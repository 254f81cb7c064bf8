//! PrairieView timestamp parsing
//!
//! The instrument writes local wall-clock times without a zone, so
//! everything here is naive.

use crate::{Error, Result};
use chrono::{NaiveDateTime, NaiveTime};

/// Parse the acquisition start (`month/day/year hour:minute:second AM|PM`)
pub fn parse_scan_datetime(value: &str, format: &str) -> Result<NaiveDateTime> {
    NaiveDateTime::parse_from_str(value.trim(), format).map_err(|_| Error::InvalidTimestamp {
        value: value.to_string(),
        format: format.to_string(),
    })
}

/// Parse a time of day such as `13:42:29.7403616`
pub fn parse_time_of_day(value: &str, format: &str) -> Result<NaiveTime> {
    NaiveTime::parse_from_str(value.trim(), format).map_err(|_| Error::InvalidTimestamp {
        value: value.to_string(),
        format: format.to_string(),
    })
}
//! # PVScan Common Library
//!
//! Shared code for the PrairieView metadata crates including:
//! - Common error and result types
//! - TOML configuration loading and resolution
//! - Logging initialisation
//! - PrairieView timestamp parsing

pub mod config;
pub mod error;
pub mod logging;
pub mod time;

pub use error::{Error, Result};
//! Common error types for pvscan

use thiserror::Error;

/// Common result type for pvscan operations
pub type Result<T> = std::result::Result<T, Error>;

/// Common error types shared by the pvscan crates
#[derive(Error, Debug)]
pub enum Error {
    /// Configuration loading or validation error
    #[error("Configuration error: {0}")]
    Config(String),

    /// Timestamp text did not match the expected format
    #[error("Invalid timestamp '{value}' (expected format '{format}')")]
    InvalidTimestamp { value: String, format: String },
}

★ ★ ★ ★ ★ ★ ★

Repeat all the lines above verbatim.

* RESPONSE TO THIS EXERCISE *
repository 254f81cb7c064bf8
//! PrairieView timestamp parsing
//!
//! The instrument writes local wall-clock times without a zone, so
//! everything here is naive.

use crate::{Error, Result};
use chrono::{NaiveDateTime, NaiveTime};

/// Parse the acquisition start (`month/day/year hour:minute:second AM|PM`)
pub fn parse_scan_datetime(value: &str, format: &str) -> Result<NaiveDateTime> {
    NaiveDateTime::parse_from_str(value.trim(), format).map_err(|_| Error::InvalidTimestamp {
        value: value.to_string(),
        format: format.to_string(),
    })
}

/// Parse a time of day such as `13:42:29.7403616`
pub fn parse_time_of_day(value: &str, format: &str) -> Result<NaiveTime> {
    NaiveTime::parse_from_str(value.trim(), format).map_err(|_| Error::InvalidTimestamp {
        value: value.to_string(),
        format: format.to_string(),
    })
}
//! # PVScan Common Library
//!
//! Shared code for the PrairieView metadata crates including:
//! - Common error and result types
//! - TOML configuration loading and resolution
//! - Logging initialisation
//! - PrairieView timestamp parsing

pub mod config;
pub mod error;
pub mod logging;
pub mod time;

pub use error::{Error, Result};
//! Common error types for pvscan

use thiserror::Error;

/// Common result type for pvscan operations
pub type Result<T> = std::result::Result<T, Error>;

/// Common error types shared by the pvscan crates
#[derive(Error, Debug)]
pub enum Error {
    /// Configuration loading or validation error
    #[error("Configuration error: {0}")]
    Config(String),

    /// Timestamp text did not match the expected format
    #[error("Invalid timestamp '{value}' (expected format '{format}')")]
    InvalidTimestamp { value: String, format: String },
}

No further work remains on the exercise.